Directions >> From the listing below, copy each line that contains the word "impl".

Records to use >>
■ ■ ■ ■
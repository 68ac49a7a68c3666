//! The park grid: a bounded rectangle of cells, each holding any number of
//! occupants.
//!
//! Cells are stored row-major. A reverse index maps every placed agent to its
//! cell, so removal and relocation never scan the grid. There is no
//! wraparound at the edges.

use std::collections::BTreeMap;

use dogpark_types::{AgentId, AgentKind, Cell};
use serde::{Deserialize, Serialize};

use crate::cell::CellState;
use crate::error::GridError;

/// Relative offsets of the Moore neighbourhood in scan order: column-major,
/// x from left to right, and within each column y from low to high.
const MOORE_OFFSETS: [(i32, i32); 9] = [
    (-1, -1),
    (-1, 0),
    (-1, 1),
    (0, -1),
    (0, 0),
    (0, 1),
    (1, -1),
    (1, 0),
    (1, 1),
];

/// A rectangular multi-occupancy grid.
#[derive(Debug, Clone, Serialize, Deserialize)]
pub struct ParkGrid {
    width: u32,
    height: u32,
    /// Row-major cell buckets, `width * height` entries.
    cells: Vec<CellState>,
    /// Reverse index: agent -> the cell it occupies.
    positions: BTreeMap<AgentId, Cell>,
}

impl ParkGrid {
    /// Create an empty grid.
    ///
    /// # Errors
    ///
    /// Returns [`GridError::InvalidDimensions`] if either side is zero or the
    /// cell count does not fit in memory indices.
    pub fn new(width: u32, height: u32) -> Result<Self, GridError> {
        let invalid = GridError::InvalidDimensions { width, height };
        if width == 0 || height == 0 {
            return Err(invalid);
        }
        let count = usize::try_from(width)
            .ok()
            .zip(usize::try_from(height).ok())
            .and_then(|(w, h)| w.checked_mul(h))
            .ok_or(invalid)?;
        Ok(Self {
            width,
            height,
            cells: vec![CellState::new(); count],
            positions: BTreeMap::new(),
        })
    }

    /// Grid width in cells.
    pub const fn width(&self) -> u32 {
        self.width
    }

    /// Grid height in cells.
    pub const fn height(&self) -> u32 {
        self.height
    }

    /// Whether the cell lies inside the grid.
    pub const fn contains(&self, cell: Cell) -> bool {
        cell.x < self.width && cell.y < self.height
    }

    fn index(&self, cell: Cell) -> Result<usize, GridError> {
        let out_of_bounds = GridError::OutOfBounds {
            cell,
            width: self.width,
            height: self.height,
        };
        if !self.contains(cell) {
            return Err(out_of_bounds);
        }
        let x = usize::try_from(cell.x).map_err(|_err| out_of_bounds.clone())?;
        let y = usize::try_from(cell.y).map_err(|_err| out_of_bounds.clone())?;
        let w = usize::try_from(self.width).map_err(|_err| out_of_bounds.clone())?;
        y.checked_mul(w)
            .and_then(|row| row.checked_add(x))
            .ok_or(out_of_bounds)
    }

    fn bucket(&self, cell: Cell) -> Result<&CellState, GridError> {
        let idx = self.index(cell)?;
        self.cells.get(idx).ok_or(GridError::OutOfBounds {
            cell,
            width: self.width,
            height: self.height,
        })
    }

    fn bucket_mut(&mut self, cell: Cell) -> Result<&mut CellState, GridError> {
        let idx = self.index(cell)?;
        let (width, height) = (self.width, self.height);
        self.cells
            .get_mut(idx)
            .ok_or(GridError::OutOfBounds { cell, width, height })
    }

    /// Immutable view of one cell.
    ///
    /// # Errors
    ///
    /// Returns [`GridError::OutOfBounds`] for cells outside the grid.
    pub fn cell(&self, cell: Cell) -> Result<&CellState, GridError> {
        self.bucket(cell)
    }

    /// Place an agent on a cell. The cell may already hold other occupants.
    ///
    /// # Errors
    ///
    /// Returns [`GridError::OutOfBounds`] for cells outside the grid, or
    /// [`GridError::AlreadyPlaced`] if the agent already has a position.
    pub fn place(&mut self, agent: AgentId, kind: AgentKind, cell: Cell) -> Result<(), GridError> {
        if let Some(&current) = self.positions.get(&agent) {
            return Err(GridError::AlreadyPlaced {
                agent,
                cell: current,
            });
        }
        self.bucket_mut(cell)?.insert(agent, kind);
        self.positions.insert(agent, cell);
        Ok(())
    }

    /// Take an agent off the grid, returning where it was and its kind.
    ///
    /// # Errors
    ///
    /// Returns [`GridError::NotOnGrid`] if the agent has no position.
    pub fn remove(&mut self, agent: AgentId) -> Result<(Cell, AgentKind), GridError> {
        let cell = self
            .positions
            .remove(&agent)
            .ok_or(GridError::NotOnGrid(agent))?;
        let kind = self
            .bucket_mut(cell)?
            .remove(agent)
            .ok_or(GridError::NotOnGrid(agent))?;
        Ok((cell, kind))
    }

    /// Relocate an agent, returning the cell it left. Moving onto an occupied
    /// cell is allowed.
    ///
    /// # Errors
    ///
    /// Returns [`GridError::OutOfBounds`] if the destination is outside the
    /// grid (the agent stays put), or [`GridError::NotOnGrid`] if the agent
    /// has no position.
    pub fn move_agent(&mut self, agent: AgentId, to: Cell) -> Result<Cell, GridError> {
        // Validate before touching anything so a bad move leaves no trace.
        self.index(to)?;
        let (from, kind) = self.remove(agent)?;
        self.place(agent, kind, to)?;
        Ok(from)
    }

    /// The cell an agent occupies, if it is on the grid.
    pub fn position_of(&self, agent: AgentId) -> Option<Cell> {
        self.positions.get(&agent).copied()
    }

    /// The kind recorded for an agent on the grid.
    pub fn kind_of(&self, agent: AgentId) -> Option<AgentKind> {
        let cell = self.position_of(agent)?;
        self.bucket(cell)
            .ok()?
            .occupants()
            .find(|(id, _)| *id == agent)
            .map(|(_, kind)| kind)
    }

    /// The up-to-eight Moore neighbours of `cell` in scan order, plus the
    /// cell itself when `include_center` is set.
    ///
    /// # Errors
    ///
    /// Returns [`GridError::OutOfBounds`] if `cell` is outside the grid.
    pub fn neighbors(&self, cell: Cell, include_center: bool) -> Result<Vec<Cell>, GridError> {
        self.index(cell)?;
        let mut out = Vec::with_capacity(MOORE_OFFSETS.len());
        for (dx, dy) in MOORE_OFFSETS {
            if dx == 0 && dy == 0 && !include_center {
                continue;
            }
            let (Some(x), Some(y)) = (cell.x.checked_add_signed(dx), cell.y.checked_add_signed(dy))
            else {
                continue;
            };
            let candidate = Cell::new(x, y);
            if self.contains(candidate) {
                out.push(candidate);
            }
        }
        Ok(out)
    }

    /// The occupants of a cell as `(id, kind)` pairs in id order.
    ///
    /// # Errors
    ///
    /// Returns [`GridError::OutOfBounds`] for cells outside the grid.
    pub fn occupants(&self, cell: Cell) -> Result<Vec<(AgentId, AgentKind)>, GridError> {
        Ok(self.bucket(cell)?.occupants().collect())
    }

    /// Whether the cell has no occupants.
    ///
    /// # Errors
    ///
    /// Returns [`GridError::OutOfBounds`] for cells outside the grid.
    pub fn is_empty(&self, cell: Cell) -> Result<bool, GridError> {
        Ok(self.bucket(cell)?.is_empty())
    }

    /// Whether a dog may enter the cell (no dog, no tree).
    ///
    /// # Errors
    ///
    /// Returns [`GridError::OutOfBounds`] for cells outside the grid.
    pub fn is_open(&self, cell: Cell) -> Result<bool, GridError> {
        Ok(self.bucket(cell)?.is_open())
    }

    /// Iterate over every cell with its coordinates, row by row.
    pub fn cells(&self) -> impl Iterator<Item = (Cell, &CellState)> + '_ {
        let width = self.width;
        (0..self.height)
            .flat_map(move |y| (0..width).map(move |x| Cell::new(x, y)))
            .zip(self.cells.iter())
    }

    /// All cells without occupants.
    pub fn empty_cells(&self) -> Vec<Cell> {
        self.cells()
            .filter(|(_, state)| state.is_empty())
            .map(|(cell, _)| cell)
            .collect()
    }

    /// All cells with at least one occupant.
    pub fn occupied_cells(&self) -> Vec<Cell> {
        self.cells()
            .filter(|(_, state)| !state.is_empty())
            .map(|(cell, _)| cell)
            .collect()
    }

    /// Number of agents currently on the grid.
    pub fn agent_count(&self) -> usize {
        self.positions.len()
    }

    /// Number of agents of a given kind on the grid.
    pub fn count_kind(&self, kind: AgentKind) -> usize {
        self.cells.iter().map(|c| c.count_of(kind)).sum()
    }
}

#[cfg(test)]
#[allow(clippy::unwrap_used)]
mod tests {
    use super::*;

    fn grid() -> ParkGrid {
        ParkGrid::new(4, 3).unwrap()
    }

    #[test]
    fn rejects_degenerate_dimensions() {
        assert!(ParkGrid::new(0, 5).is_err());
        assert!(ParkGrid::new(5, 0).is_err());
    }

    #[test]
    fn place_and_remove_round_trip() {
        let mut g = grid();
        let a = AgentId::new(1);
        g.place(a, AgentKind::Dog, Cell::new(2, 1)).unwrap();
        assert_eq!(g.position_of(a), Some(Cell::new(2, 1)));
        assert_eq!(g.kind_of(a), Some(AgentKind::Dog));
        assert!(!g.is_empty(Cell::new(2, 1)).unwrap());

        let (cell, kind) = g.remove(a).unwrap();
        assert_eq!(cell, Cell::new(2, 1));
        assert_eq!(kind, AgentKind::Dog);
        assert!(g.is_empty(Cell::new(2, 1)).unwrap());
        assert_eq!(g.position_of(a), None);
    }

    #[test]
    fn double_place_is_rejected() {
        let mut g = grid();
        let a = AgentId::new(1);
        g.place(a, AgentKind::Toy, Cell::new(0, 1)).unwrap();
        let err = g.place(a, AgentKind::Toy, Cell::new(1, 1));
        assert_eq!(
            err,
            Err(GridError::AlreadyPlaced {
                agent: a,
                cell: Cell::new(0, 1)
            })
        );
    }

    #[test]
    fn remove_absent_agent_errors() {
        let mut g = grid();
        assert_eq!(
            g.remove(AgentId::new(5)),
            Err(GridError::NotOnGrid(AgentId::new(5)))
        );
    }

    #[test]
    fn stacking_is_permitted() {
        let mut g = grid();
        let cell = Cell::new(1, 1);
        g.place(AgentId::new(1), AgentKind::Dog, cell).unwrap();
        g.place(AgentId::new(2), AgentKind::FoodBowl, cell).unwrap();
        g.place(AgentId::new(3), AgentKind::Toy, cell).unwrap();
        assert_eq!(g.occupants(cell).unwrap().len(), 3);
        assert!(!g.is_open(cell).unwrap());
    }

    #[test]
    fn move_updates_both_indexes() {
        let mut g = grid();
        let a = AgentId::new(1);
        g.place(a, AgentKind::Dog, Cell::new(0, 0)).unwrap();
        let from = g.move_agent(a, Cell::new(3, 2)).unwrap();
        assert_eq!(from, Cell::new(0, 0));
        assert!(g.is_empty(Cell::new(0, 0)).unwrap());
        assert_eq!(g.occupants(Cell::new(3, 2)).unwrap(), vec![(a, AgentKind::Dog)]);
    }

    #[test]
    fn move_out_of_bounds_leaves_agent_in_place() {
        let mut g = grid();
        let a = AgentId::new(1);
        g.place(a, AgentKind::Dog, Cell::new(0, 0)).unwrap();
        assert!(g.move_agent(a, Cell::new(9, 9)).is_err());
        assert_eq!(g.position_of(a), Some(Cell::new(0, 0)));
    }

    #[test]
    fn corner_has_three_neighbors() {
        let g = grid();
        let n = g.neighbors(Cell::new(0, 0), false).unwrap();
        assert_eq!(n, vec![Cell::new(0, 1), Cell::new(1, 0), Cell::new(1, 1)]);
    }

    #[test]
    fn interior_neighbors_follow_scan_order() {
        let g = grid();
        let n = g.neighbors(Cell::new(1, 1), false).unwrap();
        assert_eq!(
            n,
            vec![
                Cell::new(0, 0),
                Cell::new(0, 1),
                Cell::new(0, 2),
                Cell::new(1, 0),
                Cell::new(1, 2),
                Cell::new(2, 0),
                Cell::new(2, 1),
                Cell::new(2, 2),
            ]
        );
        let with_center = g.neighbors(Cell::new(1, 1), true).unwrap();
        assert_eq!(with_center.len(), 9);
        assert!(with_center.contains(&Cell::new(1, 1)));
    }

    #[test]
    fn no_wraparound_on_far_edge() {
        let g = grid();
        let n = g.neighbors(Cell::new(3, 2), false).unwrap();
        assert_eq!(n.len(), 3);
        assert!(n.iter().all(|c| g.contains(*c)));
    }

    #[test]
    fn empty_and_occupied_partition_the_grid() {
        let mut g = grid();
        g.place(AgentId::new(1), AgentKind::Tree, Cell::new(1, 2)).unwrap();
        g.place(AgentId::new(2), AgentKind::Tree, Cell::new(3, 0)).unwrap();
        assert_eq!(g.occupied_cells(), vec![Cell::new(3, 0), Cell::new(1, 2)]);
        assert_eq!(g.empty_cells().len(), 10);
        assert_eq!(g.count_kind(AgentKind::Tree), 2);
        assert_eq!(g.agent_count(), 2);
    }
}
■ ■ ■ ■
Solved exercise >>
impl ParkGrid {
    pub fn cells(&self) -> impl Iterator<Item = (Cell, &CellState)> + '_ {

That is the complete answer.